> **WHAT IS REQUIRED**
Scan the entries below for the word "instead". Copy out every line in which it occurs.

> **DATASET ENTRIES**
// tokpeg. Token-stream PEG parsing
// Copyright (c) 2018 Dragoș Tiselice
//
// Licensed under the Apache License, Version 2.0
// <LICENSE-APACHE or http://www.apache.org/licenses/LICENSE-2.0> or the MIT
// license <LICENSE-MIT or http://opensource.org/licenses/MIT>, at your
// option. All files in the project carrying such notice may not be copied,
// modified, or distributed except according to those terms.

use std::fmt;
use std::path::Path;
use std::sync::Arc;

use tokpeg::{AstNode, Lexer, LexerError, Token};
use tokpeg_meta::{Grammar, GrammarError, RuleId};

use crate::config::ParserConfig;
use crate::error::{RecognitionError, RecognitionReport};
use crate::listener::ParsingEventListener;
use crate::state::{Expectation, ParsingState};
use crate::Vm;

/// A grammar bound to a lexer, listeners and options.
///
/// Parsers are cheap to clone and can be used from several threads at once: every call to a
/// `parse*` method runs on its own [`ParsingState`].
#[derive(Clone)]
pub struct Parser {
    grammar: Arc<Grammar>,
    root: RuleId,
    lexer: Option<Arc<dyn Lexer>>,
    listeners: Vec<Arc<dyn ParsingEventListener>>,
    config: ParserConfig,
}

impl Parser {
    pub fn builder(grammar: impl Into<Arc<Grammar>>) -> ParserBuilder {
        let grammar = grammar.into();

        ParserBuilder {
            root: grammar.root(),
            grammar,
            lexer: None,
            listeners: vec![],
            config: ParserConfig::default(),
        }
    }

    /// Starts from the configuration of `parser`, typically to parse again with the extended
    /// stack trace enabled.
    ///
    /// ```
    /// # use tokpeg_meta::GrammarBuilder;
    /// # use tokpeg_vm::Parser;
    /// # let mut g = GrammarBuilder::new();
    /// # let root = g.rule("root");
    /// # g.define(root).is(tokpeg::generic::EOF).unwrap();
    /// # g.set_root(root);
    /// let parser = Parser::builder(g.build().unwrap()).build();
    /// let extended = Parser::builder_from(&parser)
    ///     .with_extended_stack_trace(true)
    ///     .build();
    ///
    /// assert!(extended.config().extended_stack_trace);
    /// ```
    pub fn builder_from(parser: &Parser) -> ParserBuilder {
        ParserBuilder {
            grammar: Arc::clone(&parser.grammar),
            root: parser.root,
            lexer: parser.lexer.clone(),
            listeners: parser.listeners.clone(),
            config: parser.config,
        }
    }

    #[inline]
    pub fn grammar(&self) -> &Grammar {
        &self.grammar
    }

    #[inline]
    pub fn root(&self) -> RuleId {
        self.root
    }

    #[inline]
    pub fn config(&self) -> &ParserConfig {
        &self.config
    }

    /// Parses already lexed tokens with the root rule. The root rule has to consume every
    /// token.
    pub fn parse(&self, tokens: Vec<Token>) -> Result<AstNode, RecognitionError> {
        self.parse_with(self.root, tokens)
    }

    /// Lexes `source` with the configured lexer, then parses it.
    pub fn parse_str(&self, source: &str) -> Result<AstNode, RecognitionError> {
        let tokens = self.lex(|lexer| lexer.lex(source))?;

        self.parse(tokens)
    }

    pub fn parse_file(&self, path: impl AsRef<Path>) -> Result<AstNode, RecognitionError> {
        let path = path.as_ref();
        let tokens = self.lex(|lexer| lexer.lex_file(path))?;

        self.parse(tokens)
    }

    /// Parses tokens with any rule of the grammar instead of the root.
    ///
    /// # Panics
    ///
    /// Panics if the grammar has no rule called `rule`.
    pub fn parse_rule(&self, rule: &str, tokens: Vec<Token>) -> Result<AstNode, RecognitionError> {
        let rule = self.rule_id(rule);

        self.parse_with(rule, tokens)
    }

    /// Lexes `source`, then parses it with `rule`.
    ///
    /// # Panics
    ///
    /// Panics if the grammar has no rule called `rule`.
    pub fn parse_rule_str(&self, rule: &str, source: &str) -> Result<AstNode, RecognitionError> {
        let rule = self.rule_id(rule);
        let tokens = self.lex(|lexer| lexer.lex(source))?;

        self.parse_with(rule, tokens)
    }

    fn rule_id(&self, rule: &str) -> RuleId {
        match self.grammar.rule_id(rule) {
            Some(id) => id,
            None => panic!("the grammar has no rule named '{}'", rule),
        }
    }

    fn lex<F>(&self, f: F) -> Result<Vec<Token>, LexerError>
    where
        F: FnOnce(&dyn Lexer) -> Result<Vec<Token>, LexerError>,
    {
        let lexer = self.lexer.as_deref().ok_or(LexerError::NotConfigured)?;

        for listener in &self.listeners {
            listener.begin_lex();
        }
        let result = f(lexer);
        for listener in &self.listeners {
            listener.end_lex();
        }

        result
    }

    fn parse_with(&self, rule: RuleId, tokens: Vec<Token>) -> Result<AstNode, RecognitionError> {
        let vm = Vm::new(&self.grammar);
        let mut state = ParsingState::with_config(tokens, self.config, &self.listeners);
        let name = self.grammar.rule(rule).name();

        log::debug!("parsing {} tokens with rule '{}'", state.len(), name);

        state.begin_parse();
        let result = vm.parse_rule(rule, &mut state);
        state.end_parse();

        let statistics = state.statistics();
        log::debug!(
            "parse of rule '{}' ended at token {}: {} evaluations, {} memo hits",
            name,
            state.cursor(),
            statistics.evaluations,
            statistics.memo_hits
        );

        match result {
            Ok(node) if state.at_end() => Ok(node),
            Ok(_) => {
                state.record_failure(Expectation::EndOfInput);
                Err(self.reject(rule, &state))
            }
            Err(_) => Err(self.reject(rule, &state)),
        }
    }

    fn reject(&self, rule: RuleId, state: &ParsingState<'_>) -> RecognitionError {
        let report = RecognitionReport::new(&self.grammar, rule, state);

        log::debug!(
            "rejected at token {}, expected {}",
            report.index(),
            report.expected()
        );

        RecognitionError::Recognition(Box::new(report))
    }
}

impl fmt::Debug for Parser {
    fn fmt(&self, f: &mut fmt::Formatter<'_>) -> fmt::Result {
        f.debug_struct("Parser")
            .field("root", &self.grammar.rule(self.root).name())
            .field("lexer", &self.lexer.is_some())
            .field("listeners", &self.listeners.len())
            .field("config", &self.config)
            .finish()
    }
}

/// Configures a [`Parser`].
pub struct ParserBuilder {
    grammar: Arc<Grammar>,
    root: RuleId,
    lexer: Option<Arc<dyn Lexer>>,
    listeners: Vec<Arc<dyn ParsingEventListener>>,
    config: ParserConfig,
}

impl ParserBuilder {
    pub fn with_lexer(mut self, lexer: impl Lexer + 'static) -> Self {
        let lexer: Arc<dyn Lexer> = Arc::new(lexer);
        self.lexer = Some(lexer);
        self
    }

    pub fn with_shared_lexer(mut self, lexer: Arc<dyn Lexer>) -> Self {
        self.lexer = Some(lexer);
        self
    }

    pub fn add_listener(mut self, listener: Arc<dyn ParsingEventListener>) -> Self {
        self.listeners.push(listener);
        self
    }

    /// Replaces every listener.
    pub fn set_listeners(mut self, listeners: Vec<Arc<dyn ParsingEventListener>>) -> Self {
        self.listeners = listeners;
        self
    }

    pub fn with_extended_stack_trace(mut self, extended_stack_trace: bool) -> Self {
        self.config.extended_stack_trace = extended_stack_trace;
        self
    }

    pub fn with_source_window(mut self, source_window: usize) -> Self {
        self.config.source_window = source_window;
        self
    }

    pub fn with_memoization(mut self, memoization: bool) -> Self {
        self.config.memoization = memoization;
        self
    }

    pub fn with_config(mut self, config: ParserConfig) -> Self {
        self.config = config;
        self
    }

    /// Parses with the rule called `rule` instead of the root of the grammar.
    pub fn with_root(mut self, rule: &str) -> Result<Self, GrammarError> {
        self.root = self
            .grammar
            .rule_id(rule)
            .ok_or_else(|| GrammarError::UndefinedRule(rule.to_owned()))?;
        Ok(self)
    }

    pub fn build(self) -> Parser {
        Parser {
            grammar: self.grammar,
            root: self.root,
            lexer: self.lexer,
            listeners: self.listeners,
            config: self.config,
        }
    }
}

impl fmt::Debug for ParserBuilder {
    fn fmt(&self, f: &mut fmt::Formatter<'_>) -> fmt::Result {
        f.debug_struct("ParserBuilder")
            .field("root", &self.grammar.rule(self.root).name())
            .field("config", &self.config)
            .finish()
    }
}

> **TASK RESULT**
    /// Parses tokens with any rule of the grammar instead of the root.
    /// Parses with the rule called `rule` instead of the root of the grammar.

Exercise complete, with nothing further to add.